Do hedged Swiss investors underestimate the attractivness of eurozone investments?

31.03.2019

Kristjan Mee

Kristjan Mee

Strategie, Research und Analyse

Andrea Barmettler

Andrea Barmettler

CFA, CAIA, Leiterin institutionelle Kunden

Many Swiss investors have been tempted to overlook European markets in favour of the US. Our analysis shows this to be an error of judgement.

In recent times, euro assets have been offering a higher yield than dollar assets on a currency-hedged basis. In this paper, we compare currency hedged yields as well as look at the size and diversification potential of corporate bonds, infrastructure debt and direct real estate markets in Europe and the US.
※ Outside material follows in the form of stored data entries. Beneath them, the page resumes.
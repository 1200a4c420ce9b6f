//! Privacy-preserving reporting of SNIs that kept failing.
//!
//! When a retried HTTPS flow still moved no downstream bytes, the blocked
//! server name is worth reporting. Raw events are reduced here to counts
//! keyed by a hash of the name's registrable suffix and the user's country;
//! the batching protocol that ships them is an external collaborator, this
//! module only feeds it and persists its aggregation state.

use std::collections::HashMap;
use std::io::{Seek, SeekFrom, Write};

use parking_lot::RwLock;
use serde::{Deserialize, Serialize};
use sha2::{Digest, Sha256};
use std::sync::Arc;
use tokio::sync::mpsc;
use tracing::{debug, warn};

use crate::error::Result;
use crate::tcp::TcpSocketSummary;

struct Event {
    sni: String,
    success: bool,
}

#[derive(Debug, Default, Serialize, Deserialize)]
struct ReporterState {
    suffix: String,
    country: String,
    counts: HashMap<String, u64>,
}

/// Collects failed-SNI events behind a channel; one aggregator task owns the
/// state and the file. Unconfigured reporters drop events.
#[derive(Clone, Default)]
pub struct SniReporter {
    tx: Arc<RwLock<Option<mpsc::UnboundedSender<Event>>>>,
}

impl SniReporter {
    pub fn new() -> Self {
        Self::default()
    }

    /// Start the aggregator. `file` holds persisted state across sessions,
    /// `suffix` is the authoritative domain reports are destined for, and
    /// `country` is a lower-case ISO code.
    pub fn configure(&self, file: std::fs::File, suffix: &str, country: &str) -> Result<()> {
        let mut state = load_state(&file).unwrap_or_default();
        state.suffix = suffix.to_string();
        state.country = country.to_string();

        let (tx, mut rx) = mpsc::unbounded_channel::<Event>();
        tokio::spawn(async move {
            let mut file = file;
            while let Some(event) = rx.recv().await {
                if event.success {
                    continue;
                }
                let key = format!("{:016x}:{}", suffix_hash(&event.sni), state.country);
                *state.counts.entry(key).or_insert(0) += 1;
                if let Err(e) = persist(&mut file, &state) {
                    warn!(error = %e, "failed to persist SNI report state");
                }
            }
            debug!("SNI reporter stopped");
        });
        *self.tx.write() = Some(tx);
        Ok(())
    }

    /// Feed one closed-socket summary. Only summaries whose retry actually
    /// fired are interesting; success is downstream bytes after the retry.
    pub fn report(&self, summary: &TcpSocketSummary) {
        let Some(retry) = &summary.retry else {
            return;
        };
        if retry.split == 0 || retry.sni.is_empty() {
            return;
        }
        let event = Event {
            sni: retry.sni.clone(),
            success: summary.download_bytes > 0,
        };
        if let Some(tx) = &*self.tx.read() {
            let _ = tx.send(event);
        }
    }
}

/// Hash of the registrable-ish suffix (last two labels) of a server name.
fn suffix_hash(sni: &str) -> u64 {
    let mut labels: Vec<&str> = sni.rsplit('.').filter(|l| !l.is_empty()).collect();
    labels.truncate(2);
    labels.reverse();
    let suffix = labels.join(".");
    let digest = Sha256::digest(suffix.as_bytes());
    let mut word = [0u8; 8];
    word.copy_from_slice(&digest[..8]);
    u64::from_be_bytes(word)
}

fn load_state(mut file: &std::fs::File) -> Option<ReporterState> {
    file.seek(SeekFrom::Start(0)).ok()?;
    serde_json::from_reader(file).ok()
}

fn persist(file: &mut std::fs::File, state: &ReporterState) -> std::io::Result<()> {
    file.set_len(0)?;
    file.seek(SeekFrom::Start(0))?;
    serde_json::to_writer(&mut *file, state)
        .map_err(|e| std::io::Error::new(std::io::ErrorKind::Other, e))?;
    file.flush()
}

#[cfg(test)]
mod tests {
    use super::*;
    use burrow_net::retry::RetryStats;
    use std::time::Duration;

    fn failed_summary(sni: &str) -> TcpSocketSummary {
        TcpSocketSummary {
            download_bytes: 0,
            server_port: 443,
            retry: Some(RetryStats {
                sni: sni.to_string(),
                bytes: 200,
                chunks: 1,
                split: 40,
                timeout_ms: 1200,
            }),
            ..Default::default()
        }
    }

    fn temp_file(name: &str) -> (std::path::PathBuf, std::fs::File) {
        let path = std::env::temp_dir().join(format!("burrow-sni-{name}-{}", std::process::id()));
        let file = std::fs::OpenOptions::new()
            .read(true)
            .write(true)
            .create(true)
            .truncate(true)
            .open(&path)
            .unwrap();
        (path, file)
    }

    async fn wait_for_state(path: &std::path::Path) -> ReporterState {
        for _ in 0..200 {
            if let Ok(text) = std::fs::read_to_string(path) {
                if let Ok(state) = serde_json::from_str::<ReporterState>(&text) {
                    if !state.counts.is_empty() {
                        return state;
                    }
                }
            }
            tokio::time::sleep(Duration::from_millis(10)).await;
        }
        panic!("reporter never persisted state");
    }

    #[tokio::test]
    async fn failed_retries_are_counted_and_persisted() {
        let (path, file) = temp_file("counts");
        let reporter = SniReporter::new();
        reporter.configure(file, "report.example", "us").unwrap();

        reporter.report(&failed_summary("blocked.example.com"));
        reporter.report(&failed_summary("blocked.example.com"));

        let state = wait_for_state(&path).await;
        assert_eq!(state.suffix, "report.example");
        assert_eq!(state.country, "us");
        assert_eq!(state.counts.len(), 1);
        assert_eq!(state.counts.values().sum::<u64>(), 2);
        std::fs::remove_file(path).ok();
    }

    #[tokio::test]
    async fn successful_retries_are_not_counted() {
        let (path, file) = temp_file("success");
        let reporter = SniReporter::new();
        reporter.configure(file, "report.example", "us").unwrap();

        let mut summary = failed_summary("ok.example.com");
        summary.download_bytes = 4096;
        reporter.report(&summary);
        tokio::time::sleep(Duration::from_millis(50)).await;
        let text = std::fs::read_to_string(&path).unwrap_or_default();
        assert!(text.is_empty() || !text.contains(':'));
        std::fs::remove_file(path).ok();
    }

    #[tokio::test]
    async fn no_retry_means_no_event() {
        let (path, file) = temp_file("noretry");
        let reporter = SniReporter::new();
        reporter.configure(file, "report.example", "us").unwrap();

        let mut summary = failed_summary("irrelevant.example");
        summary.retry.as_mut().unwrap().split = 0;
        reporter.report(&summary);
        tokio::time::sleep(Duration::from_millis(50)).await;
        let text = std::fs::read_to_string(&path).unwrap_or_default();
        assert!(text.is_empty() || !text.contains(':'));
        std::fs::remove_file(path).ok();
    }

    #[test]
    fn unconfigured_reporter_drops_events() {
        let reporter = SniReporter::new();
        reporter.report(&failed_summary("whatever.example"));
    }

    #[test]
    fn suffix_hash_groups_subdomains() {
        assert_eq!(
            suffix_hash("a.blocked.example.com"),
            suffix_hash("b.blocked.example.com")
        );
        assert_ne!(suffix_hash("example.com"), suffix_hash("example.org"));
    }
}
use std::io;
use std::net::SocketAddr;
use std::time::Duration;

use tokio::net::TcpStream;
use tracing::trace;

/// Establishes outbound TCP connections for the handlers and the DoH client.
#[derive(Clone, Debug, Default)]
pub struct Dialer {
    /// Maximum time to wait for the TCP handshake. `None` leaves it to the OS.
    pub connect_timeout: Option<Duration>,
}

impl Dialer {
    pub fn new() -> Self {
        Self::default()
    }

    pub fn with_timeout(timeout: Duration) -> Self {
        Self {
            connect_timeout: Some(timeout),
        }
    }

    /// Connect to `addr`, honouring the configured handshake timeout.
    pub async fn dial(&self, addr: SocketAddr) -> io::Result<TcpStream> {
        trace!(%addr, "dialing");
        let stream = match self.connect_timeout {
            Some(limit) => tokio::time::timeout(limit, TcpStream::connect(addr))
                .await
                .map_err(|_| {
                    io::Error::new(io::ErrorKind::TimedOut, format!("connect to {addr} timed out"))
                })??,
            None => TcpStream::connect(addr).await?,
        };
        stream.set_nodelay(true).ok();
        Ok(stream)
    }
}

#[cfg(test)]
mod tests {
    use super::*;
    use tokio::net::TcpListener;

    #[tokio::test]
    async fn dial_connects() {
        let listener = TcpListener::bind("127.0.0.1:0").await.unwrap();
        let addr = listener.local_addr().unwrap();

        let dialer = Dialer::new();
        let stream = dialer.dial(addr).await.unwrap();
        assert_eq!(stream.peer_addr().unwrap(), addr);
    }

    #[tokio::test]
    async fn dial_refused() {
        let listener = TcpListener::bind("127.0.0.1:0").await.unwrap();
        let addr = listener.local_addr().unwrap();
        drop(listener);

        let dialer = Dialer::with_timeout(Duration::from_secs(1));
        assert!(dialer.dial(addr).await.is_err());
    }
}
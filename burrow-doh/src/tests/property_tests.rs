//! Property-based tests for the address set and EDNS padding.

use crate::ipmap::IpSet;
use crate::padding::{add_edns_padding, PADDING_BLOCK_SIZE};
use hickory_proto::op::{Message, MessageType, OpCode, Query};
use hickory_proto::rr::{Name, RecordType};
use hickory_proto::serialize::binary::BinDecodable;
use proptest::prelude::*;
use std::net::{IpAddr, Ipv4Addr};
use std::str::FromStr;

fn domain_strategy() -> impl Strategy<Value = String> {
    (
        "[a-z]{1,12}",
        prop::collection::vec("[a-z]{1,8}", 0..3),
        prop_oneof!["com", "org", "net", "io", "dev"],
    )
        .prop_map(|(prefix, parts, tld)| {
            let mut domain = prefix;
            for part in parts {
                domain.push('.');
                domain.push_str(&part);
            }
            domain.push('.');
            domain.push_str(&tld);
            domain.push('.');
            domain
        })
}

fn ipv4_strategy() -> impl Strategy<Value = IpAddr> {
    (0u8..=255, 0u8..=255, 0u8..=255, 0u8..=255)
        .prop_map(|(a, b, c, d)| IpAddr::V4(Ipv4Addr::new(a, b, c, d)))
}

fn query_bytes(domain: &str, id: u16) -> Vec<u8> {
    let mut msg = Message::new();
    msg.set_id(id);
    msg.set_message_type(MessageType::Query);
    msg.set_op_code(OpCode::Query);
    msg.set_recursion_desired(true);
    msg.add_query(Query::query(
        Name::from_str(domain).expect("generated domain is valid"),
        RecordType::A,
    ));
    msg.to_vec().expect("query packs")
}

proptest! {
    #![proptest_config(ProptestConfig::with_cases(64))]

    /// For any query, the padded form is a multiple of the block size and
    /// still parses to the same question and ID.
    #[test]
    fn padding_reaches_block_boundary(domain in domain_strategy(), id in any::<u16>()) {
        let raw = query_bytes(&domain, id);
        let padded = add_edns_padding(&raw).unwrap();
        prop_assert_eq!(padded.len() % PADDING_BLOCK_SIZE, 0);

        let msg = Message::from_bytes(&padded).unwrap();
        prop_assert_eq!(msg.id(), id);
        prop_assert_eq!(msg.queries().len(), 1);
        prop_assert_eq!(msg.queries()[0].name().to_string(), domain);
    }

    /// Padding an already padded message changes nothing.
    #[test]
    fn padding_is_idempotent(domain in domain_strategy(), id in any::<u16>()) {
        let once = add_edns_padding(&query_bytes(&domain, id)).unwrap();
        let twice = add_edns_padding(&once).unwrap();
        prop_assert_eq!(once, twice);
    }

    /// confirm() always leaves the confirmed address inside the set, and
    /// disconfirm() clears only an exact match.
    #[test]
    fn confirm_disconfirm_invariants(
        seed in prop::collection::vec(ipv4_strategy(), 0..8),
        confirmed in ipv4_strategy(),
        other in ipv4_strategy(),
    ) {
        let set = IpSet::new();
        for ip in &seed {
            set.add_addr(*ip);
        }
        set.confirm(confirmed);
        prop_assert_eq!(set.confirmed(), Some(confirmed));
        prop_assert!(set.all().contains(&confirmed));

        set.disconfirm(other);
        if other == confirmed {
            prop_assert_eq!(set.confirmed(), None);
        } else {
            prop_assert_eq!(set.confirmed(), Some(confirmed));
        }
        // Disconfirm never removes addresses.
        prop_assert!(set.all().contains(&confirmed));
    }

    /// The set is additive and ignores duplicates.
    #[test]
    fn set_is_additive(ips in prop::collection::vec(ipv4_strategy(), 0..16)) {
        let set = IpSet::new();
        for ip in &ips {
            set.add_addr(*ip);
            set.add_addr(*ip);
        }
        let mut unique = ips.clone();
        unique.dedup();
        unique.sort();
        unique.dedup();
        prop_assert_eq!(set.all().len(), unique.len());
    }
}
Given the low yields on Swiss fixed income securities and the limited investment universe, Swiss investors are pushed to invest internationally. However, the inclusion of foreign assets in a portfolio adds complexity — currency-hedging considerations must be taken into account — which can dramatically alter the attraction of a given investment. A simple comparison of local currency yields can therefore mislead and result in sub-optimal portfolio allocations.
In the first part of this paper, we investigate the impact of currency hedging on the yields available on euro (EUR) and US dollar (USD) corporate bonds, infrastructure debt and direct real estate from the perspective of a hedged Swiss investor. This allows investors to make a meaningful comparison between euro and dollar-denominated assets. In the second part, we compare the respective investment universe and its diversification potential.

Comparison of expected hedged yields

Figure 1 compares the local currency and CHF-hedged yields of corporate bonds, infrastructure debt and direct real estate. Hedged yields are calculated by adjusting local currency yields with the expected hedging costs implied by foreign exchange (FX) forwards. We show hedged yields using three-month, two-year and five-year FX forwards. Even though the two- and five-year forwards are rarely used in practice, they are informative on the market’s expectation on the evolution of the short-term hedging costs. The two-year timeframe is the most meaningful as a three-month window is too short to take account of likely near-term changes in the cost. The five-year figure, on the other hand, is subject to significant uncertainty. Given that actual hedging costs from a standard strategy of rolling over short-dated forwards are unknown in advance, we refer to these yields as expected hedged yields.